Pakistan assures IMF of taxing agriculture, construction sectors

Maximum premium between the interbank and open market set at 1.25%
International Monetary Fund logo is seen inside the headquarters at the end of the IMF/World Bank annual meetings in Washington, US, October 9, 2016. Reuters
International Monetary Fund logo is seen inside the headquarters at the end of the IMF/World Bank annual meetings in Washington, US, October 9, 2016. Reuters

The government has assured the IMF of raising additional revenue by targeting undertaxed sectors such as agriculture and construction and broadening of the tax base.

The government in its letter of intent to the IMF stated that it will restrain non-priority spending including energy sector subsidies, public wage bills and pensions.

However, it will make fiscal room to protect the “generosity level” of the Benazir Income Support Programme (BISP) Kafalat programme, the 120-page IMF country report on Pakistan showed.

The coalition government has also assured the IMF of withdrawing the circular on prioritisation in providing foreign exchange (FX) for certain types of imports introduced in December 2022.

“Going forward, we will refrain from formal and informal guidance on the exchange rates of FX intermediaries and will maintain a framework free of restrictions on payments and transfers for current international transactions and MCPs,” the letter stated.

The government has also vowed to ensure no abnormal premium emerges between the rate of interbank, open, and informal markets.

“The average premium between the interbank and open market rate will be no more than 1.25% during any consecutive five business day period,” the government stated.

The government said that it is also working with the provinces to sign Memoranda of Understanding with the federal governments on their provincial fiscal targets consistent with the fiscal year 2024 budget.

The IMF urged Pakistan to continue the monetary tightening cycle.

“The recent policy rate hike is welcome, but the tightening cycle should continue if needed to reduce inflation and facilitate external rebalancing,” the report said.
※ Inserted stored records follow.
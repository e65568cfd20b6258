//! Enriched lead reads
//!
//! Every lead leaving the engine is wrapped in a [`LeadView`]: recency
//! metrics, the derived submission window and sprint phase, and builder
//! details joined from the alumni registry. None of this is persisted.

use chrono::{DateTime, Utc};
use serde::Serialize;
use sprint_common::{recency, AlumniProfile, Lead, SprintPolicy};

/// Where a lead sits in the sprint state machine
#[derive(Debug, Clone, Copy, PartialEq, Eq, Serialize)]
#[serde(rename_all = "snake_case")]
pub enum SprintPhase {
    NotLaunched,
    /// Active with open slots
    Open,
    /// Active, every slot taken, still inside the submission window
    Full,
    /// Submission window closed, waiting for reviews or votes
    Evaluating,
    Awarded,
    Terminated,
}

impl SprintPhase {
    pub fn of(lead: &Lead, now: DateTime<Utc>, policy: &SprintPolicy) -> Self {
        if lead.has_winner() {
            SprintPhase::Awarded
        } else if !lead.sprint_active {
            if lead.status == crate::STATUS_TERMINATED {
                SprintPhase::Terminated
            } else {
                SprintPhase::NotLaunched
            }
        } else if lead.submission_window_closed(now, policy) {
            SprintPhase::Evaluating
        } else if lead.slots_remaining() == 0 {
            SprintPhase::Full
        } else {
            SprintPhase::Open
        }
    }
}

/// Builder participation joined with their registry profile
#[derive(Debug, Clone, PartialEq, Serialize)]
#[serde(rename_all = "camelCase")]
pub struct BuilderDetail {
    pub user_id: String,
    pub name: Option<String>,
    pub specialty: Option<String>,
    pub quality_rating: Option<f64>,
    pub checkpoints_completed: u32,
    pub is_finalist: bool,
    pub flagged: bool,
}

/// A lead as returned by every engine operation
#[derive(Debug, Clone, PartialEq, Serialize)]
pub struct LeadView {
    #[serde(flatten)]
    pub lead: Lead,

    pub weighted_issues: f64,

    pub recency_score: f64,

    #[serde(rename = "submissionWindowOpen")]
    pub submission_window_open: bool,

    #[serde(rename = "sprintPhase")]
    pub sprint_phase: SprintPhase,

    #[serde(rename = "builderDetails")]
    pub builder_details: Vec<BuilderDetail>,
}

impl LeadView {
    /// Enrich a lead. `profiles` is looked up by builder id; absent
    /// profiles leave the detail fields empty.
    pub fn build(
        lead: Lead,
        profiles: &[AlumniProfile],
        now: DateTime<Utc>,
        policy: &SprintPolicy,
    ) -> Self {
        let metrics = recency::weigh(lead.recency_data.as_ref());

        let builder_details = lead
            .active_builders
            .iter()
            .map(|builder| {
                let profile = profiles.iter().find(|p| p.id == builder.user_id);
                BuilderDetail {
                    user_id: builder.user_id.clone(),
                    name: profile.map(|p| p.name.clone()),
                    specialty: profile.map(|p| p.specialty.clone()),
                    quality_rating: profile.map(|p| p.quality_rating),
                    checkpoints_completed: builder.checkpoints_completed,
                    is_finalist: builder.is_finalist(policy.total_milestones),
                    flagged: builder.flagged_expires_at.is_some_and(|until| until > now),
                }
            })
            .collect();

        Self {
            weighted_issues: metrics.weighted_issues,
            recency_score: metrics.recency_score,
            submission_window_open: lead.submission_window_open(now, policy),
            sprint_phase: SprintPhase::of(&lead, now, policy),
            builder_details,
            lead,
        }
    }
}
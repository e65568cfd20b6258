//! Outbound builder notifications

use async_trait::async_trait;
use chrono::{DateTime, Utc};
use serde::Serialize;
use sprint_common::AlumniProfile;
use tracing::{info, warn};

/// What a builder is being reminded about
#[derive(Debug, Clone, PartialEq, Serialize)]
#[serde(rename_all = "camelCase")]
pub struct LeadSummary {
    pub lead_id: String,
    pub business_name: String,
    pub checkpoints_completed: u32,
    pub total_milestones: u32,
    pub hours_since_update: i64,
    pub sprint_deadline: Option<DateTime<Utc>>,
}

/// Delivers a reminder to a builder. Returns whether delivery succeeded.
#[async_trait]
pub trait Notifier: Send + Sync {
    async fn notify(&self, recipient: &AlumniProfile, lead: &LeadSummary) -> bool;
}

/// Notifier that only logs; used when no delivery endpoint is configured
#[derive(Debug, Default, Clone, Copy)]
pub struct LogNotifier;

#[async_trait]
impl Notifier for LogNotifier {
    async fn notify(&self, recipient: &AlumniProfile, lead: &LeadSummary) -> bool {
        info!(
            "Nudge for {} on lead {} ({}/{} checkpoints, {}h since last update)",
            recipient.id,
            lead.lead_id,
            lead.checkpoints_completed,
            lead.total_milestones,
            lead.hours_since_update
        );
        true
    }
}

/// Payload posted to the notification webhook
#[derive(Debug, Serialize)]
#[serde(rename_all = "camelCase")]
pub struct NudgePayload<'a> {
    pub recipient_id: &'a str,
    pub recipient_name: &'a str,
    #[serde(skip_serializing_if = "Option::is_none")]
    pub recipient_email: Option<&'a str>,
    pub lead: &'a LeadSummary,
}

/// Posts nudges to an HTTP endpoint (e.g. an email relay)
pub struct WebhookNotifier {
    webhook_url: String,
    http_client: reqwest::Client,
}

impl WebhookNotifier {
    pub fn new(webhook_url: impl Into<String>) -> Self {
        Self {
            webhook_url: webhook_url.into(),
            http_client: reqwest::Client::new(),
        }
    }
}

#[async_trait]
impl Notifier for WebhookNotifier {
    async fn notify(&self, recipient: &AlumniProfile, lead: &LeadSummary) -> bool {
        let payload = NudgePayload {
            recipient_id: &recipient.id,
            recipient_name: &recipient.name,
            recipient_email: recipient.email.as_deref(),
            lead,
        };

        match self
            .http_client
            .post(&self.webhook_url)
            .json(&payload)
            .send()
            .await
        {
            Ok(response) => {
                if response.status().is_success() {
                    info!("Nudge delivered to {} for lead {}", recipient.id, lead.lead_id);
                    true
                } else {
                    warn!(
                        "Nudge webhook returned error status {} for {}",
                        response.status(),
                        recipient.id
                    );
                    false
                }
            }
            Err(e) => {
                warn!("Failed to send nudge to {}: {}", recipient.id, e);
                false
            }
        }
    }
}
In the short term, the forward-looking real policy rate should return to positive territory to re-anchor expectations and achieve the State Bank of Pakistan’s inflation objective over the medium term, it added.
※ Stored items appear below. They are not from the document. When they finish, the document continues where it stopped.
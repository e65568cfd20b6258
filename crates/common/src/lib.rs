//! Shared domain types for the sprint marketplace
//!
//! Leads, builders, alumni profiles and voting records, plus the error
//! type, recency weighting and scoring policy used by every service.

pub mod error;
pub mod models;
pub mod policy;
pub mod recency;

pub use error::{Error, ErrorKind, Result};
pub use models::{
    ActiveBuilder, AlumniProfile, AuditAction, AuditEntry, Build, CheckpointState,
    CheckpointStatus, ComplaintCluster, Lead, Location, ScoutReview, Vote,
};
pub use policy::{LateCompletionPolicy, SprintPolicy};
pub use recency::{RecencyData, RecencyMetrics};
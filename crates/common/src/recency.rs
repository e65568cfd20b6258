//! Complaint-recency weighting
//!
//! Leads carry complaint counts bucketed by age. Recent complaints count
//! fully, supporting (31-90 days) complaints count half and historical ones
//! not at all. The derived metrics are recomputed on every read and never
//! stored.

use serde::{Deserialize, Deserializer, Serialize};
use serde_json::Value;

const RECENT_WEIGHT: f64 = 1.0;
const SUPPORTING_WEIGHT: f64 = 0.5;
const HISTORICAL_WEIGHT: f64 = 0.0;

/// Complaint counts per age bucket
#[derive(Debug, Clone, Copy, Default, PartialEq, Eq, Serialize, Deserialize)]
pub struct RecencyData {
    #[serde(rename = "0_30_days", default)]
    pub recent: u32,

    #[serde(rename = "31_90_days", default)]
    pub supporting: u32,

    #[serde(rename = "90_plus_days", default)]
    pub historical: u32,
}

/// Derived recency metrics attached to every lead read
#[derive(Debug, Clone, Copy, Default, PartialEq, Serialize)]
pub struct RecencyMetrics {
    pub weighted_issues: f64,
    pub recency_score: f64,
}

impl RecencyData {
    pub fn total(&self) -> u64 {
        self.recent as u64 + self.supporting as u64 + self.historical as u64
    }

    pub fn metrics(&self) -> RecencyMetrics {
        let weighted_issues = self.recent as f64 * RECENT_WEIGHT
            + self.supporting as f64 * SUPPORTING_WEIGHT
            + self.historical as f64 * HISTORICAL_WEIGHT;

        let total = self.total();
        let recency_score = if total == 0 {
            0.0
        } else {
            self.recent as f64 / total as f64
        };

        RecencyMetrics {
            weighted_issues,
            recency_score,
        }
    }

    /// Best-effort extraction from loosely typed JSON.
    ///
    /// Counts may arrive as integers, floats or numeric strings. Anything
    /// unreadable counts as zero; a non-object yields `None`.
    pub fn from_value(value: &Value) -> Option<Self> {
        let obj = value.as_object()?;
        let count = |key: &str| obj.get(key).map(lenient_count).unwrap_or(0);

        Some(Self {
            recent: count("0_30_days"),
            supporting: count("31_90_days"),
            historical: count("90_plus_days"),
        })
    }
}

fn lenient_count(value: &Value) -> u32 {
    let raw = match value {
        Value::Number(n) => n.as_f64(),
        Value::String(s) => s.trim().parse::<f64>().ok(),
        _ => None,
    };

    match raw {
        Some(v) if v.is_finite() && v > 0.0 => v.min(u32::MAX as f64) as u32,
        _ => 0,
    }
}

/// Metrics for an optional bucket set; missing data yields zeroes.
pub fn weigh(data: Option<&RecencyData>) -> RecencyMetrics {
    data.map(RecencyData::metrics).unwrap_or_default()
}

/// Serde hook that never fails on malformed recency data.
pub fn deserialize_lenient<'de, D>(deserializer: D) -> Result<Option<RecencyData>, D::Error>
where
    D: Deserializer<'de>,
{
    let value = Option::<Value>::deserialize(deserializer)?;
    Ok(value.as_ref().and_then(RecencyData::from_value))
}

#[cfg(test)]
mod tests {
    use super::*;
    use serde_json::json;

    #[test]
    fn test_zero_buckets_give_zero_metrics() {
        let metrics = RecencyData::default().metrics();
        assert_eq!(metrics.weighted_issues, 0.0);
        assert_eq!(metrics.recency_score, 0.0);
        assert_eq!(weigh(None), RecencyMetrics::default());
    }

    #[test]
    fn test_weighting() {
        let data = RecencyData {
            recent: 6,
            supporting: 4,
            historical: 10,
        };
        let metrics = data.metrics();
        assert_eq!(metrics.weighted_issues, 8.0);
        assert!((metrics.recency_score - 0.3).abs() < 1e-9);
    }

    #[test]
    fn test_metrics_stay_in_range() {
        for recent in [0u32, 1, 7, 500] {
            for supporting in [0u32, 3, 90] {
                for historical in [0u32, 2, 1000] {
                    let m = RecencyData {
                        recent,
                        supporting,
                        historical,
                    }
                    .metrics();
                    assert!(m.weighted_issues >= 0.0);
                    assert!((0.0..=1.0).contains(&m.recency_score));
                }
            }
        }
    }

    #[test]
    fn test_malformed_values_are_tolerated() {
        let data = RecencyData::from_value(&json!({
            "0_30_days": "5",
            "31_90_days": -3,
            "90_plus_days": {"nested": true}
        }))
        .unwrap();
        assert_eq!(data.recent, 5);
        assert_eq!(data.supporting, 0);
        assert_eq!(data.historical, 0);

        assert!(RecencyData::from_value(&json!("garbage")).is_none());
    }

    #[test]
    fn test_lenient_deserializer_inside_struct() {
        #[derive(Deserialize)]
        struct Holder {
            #[serde(default, deserialize_with = "deserialize_lenient")]
            recency: Option<RecencyData>,
        }

        let holder: Holder = serde_json::from_value(json!({"recency": [1, 2, 3]})).unwrap();
        assert!(holder.recency.is_none());

        let holder: Holder = serde_json::from_value(json!({})).unwrap();
        assert!(holder.recency.is_none());

        let holder: Holder =
            serde_json::from_value(json!({"recency": {"0_30_days": 2.0}})).unwrap();
        assert_eq!(holder.recency.unwrap().recent, 2);
    }
}
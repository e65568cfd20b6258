//! Peer-voting winner path
//!
//! Once at least two builders have finished every milestone, a lead can be
//! put to a peer vote. Each finalist gets an immutable [`Build`]; voters
//! score builds 1-5, one vote per voter per build with no revisions. Closing
//! needs a minimum number of votes across the lead and awards the build with
//! the best mean score.
//!
//! Only builds of the current sprint round whose builder is still a finalist
//! take part. Builds of evicted builders or of an earlier sprint stay stored
//! but are neither votable nor counted.

use serde::Serialize;
use sprint_common::policy::{MAX_VOTE_SCORE, MIN_VOTE_SCORE};
use sprint_common::{Build, Error, Lead, Result, Vote};
use tracing::info;

use crate::engine::SprintEngine;
use crate::scoring::{pick_highest, WinnerDecision};
use crate::view::LeadView;

/// Vote tally for one build, computed on read
#[derive(Debug, Clone, PartialEq, Serialize)]
pub struct BuildTally {
    #[serde(flatten)]
    pub build: Build,

    pub vote_count: usize,

    /// Mean score rounded to two decimals; 0 when there are no votes
    pub average_score: f64,

    #[serde(skip)]
    raw_average: f64,

    /// Present only when the read was made on behalf of a voter
    #[serde(rename = "hasVoted", skip_serializing_if = "Option::is_none")]
    pub has_voted: Option<bool>,
}

/// Voting state of one lead
#[derive(Debug, Clone, PartialEq, Serialize)]
pub struct VotingState {
    pub lead_id: String,
    pub business_name: String,
    pub voting_open: bool,
    pub winner_user_id: Option<String>,
    pub winner_average_score: Option<f64>,
    pub total_votes: usize,
    pub builds: Vec<BuildTally>,
}

/// Result of closing a vote
#[derive(Debug, Clone, Serialize)]
pub struct VotingOutcome {
    pub lead: LeadView,
    pub voting: VotingState,
}

pub(crate) fn round2(value: f64) -> f64 {
    (value * 100.0).round() / 100.0
}

fn mean_score(votes: &[Vote]) -> Option<f64> {
    if votes.is_empty() {
        return None;
    }
    let sum: u32 = votes.iter().map(|v| v.score as u32).sum();
    Some(sum as f64 / votes.len() as f64)
}

/// True when the build belongs to the lead's current round and its builder
/// is still a finalist there
fn in_running(lead: &Lead, build: &Build, total_milestones: u32) -> bool {
    build.id == Build::id_for(&lead.id, lead.sprint_round, &build.builder_id)
        && lead
            .builder(&build.builder_id)
            .is_some_and(|b| b.is_finalist(total_milestones))
}

impl SprintEngine {
    /// Open peer voting on a lead.
    ///
    /// Idempotent: calling again while voting is open only materializes
    /// builds for finalists that appeared since.
    pub async fn open_voting(&self, lead_id: &str) -> Result<VotingState> {
        let _guard = self.locks.lock(lead_id).await;
        let lead = self.load(lead_id).await?;

        if lead.has_winner() {
            return Err(Error::conflict(format!(
                "Winner already decided for lead {}",
                lead_id
            )));
        }

        let finalists: Vec<_> = lead.finalists(self.policy.total_milestones).collect();
        if finalists.len() < 2 {
            return Err(Error::precondition(format!(
                "Voting needs at least 2 finalists; lead {} has {}",
                lead_id,
                finalists.len()
            )));
        }

        let now = self.now();
        for finalist in finalists {
            let builder_name = self
                .store
                .get_alumni(&finalist.user_id)
                .await?
                .map(|p| p.name)
                .unwrap_or_else(|| finalist.user_id.clone());

            let build = Build {
                id: Build::id_for(&lead.id, lead.sprint_round, &finalist.user_id),
                lead_id: lead.id.clone(),
                builder_id: finalist.user_id.clone(),
                builder_name,
                business_name: lead.business_name.clone(),
                deployed_url: finalist.latest_proof_link().map(str::to_string),
                created_at: now,
            };
            if self.store.put_build(&build).await? {
                info!("Build {} entered voting on lead {}", build.id, lead_id);
            }
        }

        let lead = if lead.voting_open {
            lead
        } else {
            let mut lead = lead;
            lead.voting_open = true;
            let lead = self.commit(lead).await?;
            info!("Voting opened on lead {}", lead_id);
            lead
        };

        self.tally(&lead, None).await
    }

    /// Cast one vote. First vote is final.
    pub async fn cast_vote(&self, build_id: &str, voter_id: &str, score: u32) -> Result<Vote> {
        if !(MIN_VOTE_SCORE as u32..=MAX_VOTE_SCORE as u32).contains(&score) {
            return Err(Error::validation(format!(
                "score must be between {} and {}",
                MIN_VOTE_SCORE, MAX_VOTE_SCORE
            )));
        }
        if voter_id.trim().is_empty() {
            return Err(Error::validation("voter_id is required"));
        }

        let build = self
            .store
            .get_build(build_id)
            .await?
            .ok_or_else(|| Error::not_found(format!("Build not found: {}", build_id)))?;

        // Held so a vote cannot land while the same lead is being closed
        let _guard = self.locks.lock(&build.lead_id).await;
        let lead = self.load(&build.lead_id).await?;

        if lead.has_winner() {
            return Err(Error::conflict(format!(
                "Winner already decided for lead {}",
                lead.id
            )));
        }
        if !lead.voting_open {
            return Err(Error::precondition(format!(
                "Voting is not open for lead {}",
                lead.id
            )));
        }
        if !in_running(&lead, &build, self.policy.total_milestones) {
            return Err(Error::conflict(format!(
                "Build {} is no longer in the running on lead {}",
                build.id, lead.id
            )));
        }

        let vote = Vote {
            id: uuid::Uuid::new_v4().to_string(),
            build_id: build.id.clone(),
            voter_id: voter_id.to_string(),
            score: score as u8,
            created_at: self.now(),
        };
        if !self.store.insert_vote(&vote).await? {
            return Err(Error::conflict(format!(
                "Voter {} already voted on build {}",
                voter_id, build_id
            )));
        }

        info!("Vote recorded on build {} (score {})", build_id, score);
        Ok(vote)
    }

    /// Close voting and award the build with the best mean score
    pub async fn close_voting(&self, lead_id: &str) -> Result<VotingOutcome> {
        let _guard = self.locks.lock(lead_id).await;
        let mut lead = self.load(lead_id).await?;

        if lead.has_winner() {
            return Err(Error::conflict(format!(
                "Winner already decided for lead {}",
                lead_id
            )));
        }
        if !lead.voting_open {
            return Err(Error::precondition(format!(
                "Voting is not open for lead {}",
                lead_id
            )));
        }

        let state = self.tally(&lead, None).await?;
        if state.total_votes < self.policy.min_votes_to_close {
            return Err(Error::precondition(format!(
                "Voting on lead {} has {} votes; {} needed to close",
                lead_id, state.total_votes, self.policy.min_votes_to_close
            )));
        }

        let voted: Vec<&BuildTally> = state.builds.iter().filter(|t| t.vote_count > 0).collect();
        let winner = pick_highest(&voted, |t| t.raw_average)
            .map(|i| voted[i])
            .ok_or_else(|| Error::precondition("No build received votes"))?;

        let decision = WinnerDecision {
            winner_user_id: winner.build.builder_id.clone(),
            average_score: Some(round2(winner.raw_average)),
            scores: Vec::new(),
        };
        decision.apply(&mut lead);

        let lead = self.commit(lead).await?;
        self.finish_award(&lead).await?;

        info!(
            "Voting closed on lead {}; winner {} with average {:?}",
            lead_id, decision.winner_user_id, decision.average_score
        );

        let voting = self.tally(&lead, None).await?;
        Ok(VotingOutcome {
            lead: self.view(lead).await?,
            voting,
        })
    }

    /// Current voting state of a lead
    pub async fn voting_state(&self, lead_id: &str, voter_id: Option<&str>) -> Result<VotingState> {
        let lead = self.load(lead_id).await?;
        self.tally(&lead, voter_id).await
    }

    /// Voting state of every lead with voting open
    pub async fn open_voting_states(&self, voter_id: Option<&str>) -> Result<Vec<VotingState>> {
        let leads = self.store.list_leads().await?;
        let mut states = Vec::new();
        for lead in leads.iter().filter(|l| l.voting_open) {
            states.push(self.tally(lead, voter_id).await?);
        }
        Ok(states)
    }

    /// Count votes per eligible build without touching stored records
    async fn tally(&self, lead: &Lead, voter_id: Option<&str>) -> Result<VotingState> {
        let builds = self.store.builds_for_lead(&lead.id).await?;

        let mut tallies = Vec::with_capacity(builds.len());
        let mut total_votes = 0;
        for build in builds
            .into_iter()
            .filter(|b| in_running(lead, b, self.policy.total_milestones))
        {
            let votes = self.store.votes_for_build(&build.id).await?;
            total_votes += votes.len();
            let raw_average = mean_score(&votes).unwrap_or(0.0);
            tallies.push(BuildTally {
                vote_count: votes.len(),
                average_score: round2(raw_average),
                raw_average,
                has_voted: voter_id.map(|voter| votes.iter().any(|v| v.voter_id == voter)),
                build,
            });
        }

        Ok(VotingState {
            lead_id: lead.id.clone(),
            business_name: lead.business_name.clone(),
            voting_open: lead.voting_open,
            winner_user_id: lead.winner_user_id.clone(),
            winner_average_score: lead.winner_average_score,
            total_votes,
            builds: tallies,
        })
    }
}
Policy slippages could ‘undermine’ IMF programme

The International Monetary Fund said that Pakistan’s tense political environment and policy slippages could undermine programme implementation, jeopardising the macro-financial and external stability of the country.

“External financing risks are exceptionally high and delays in the disbursement of planned external financing from IFIs and bilateral creditors pose major risks to a very fragile external balance given the extremely limited buffers,” said the country report.

The report comes almost a week after the IMF approved the agreement between Pakistan and the IMF for the $3 billion Stand-by Arrangement for nine months, following a staff-level pact with Pakistan last month.

The global lending institution went on to add that in the past, the authorities deviated from the Extended Fund Facility (EFF) path with the passage of the expansionary fiscal year 2022 budget amid the robust recovery from the pandemic and an incipient commodity price boom.

“The EFF remained off track throughout 2021 (the end-June fiscal target had been missed) before the authorities corrected course with the passage of a mini-budget in January 2022. However, external imbalances had started to build up amid the mistimed fiscal expansion and a delayed monetary policy response to rising inflationary pressures,” the IMF stated.

The stop-and-go phase in the programme began only weeks after the completion of the 6th review under the EFF programme.

“Amid the spike of commodity prices following the Russian invasion of Ukraine the government proceeded with large, unbudgeted fuel subsidies, and continued efforts to stem depreciation pressures through large foreign exchange intervention,” it added.

Following political volatility and a change in government, the new authorities kept subsidies in place for months before deciding to bring the EFF back on track in June 2022.

Measures included the passage of an agreed fiscal year 2023 budget, significantly increasing the policy rate, eliminating post-tax fuel subsidies, and increasing fuel taxation and electricity tariffs, the global financial institution said.

The IMF viewed Pakistan’s economic challenges as complex and multifaceted, saying that risks are exceptionally high.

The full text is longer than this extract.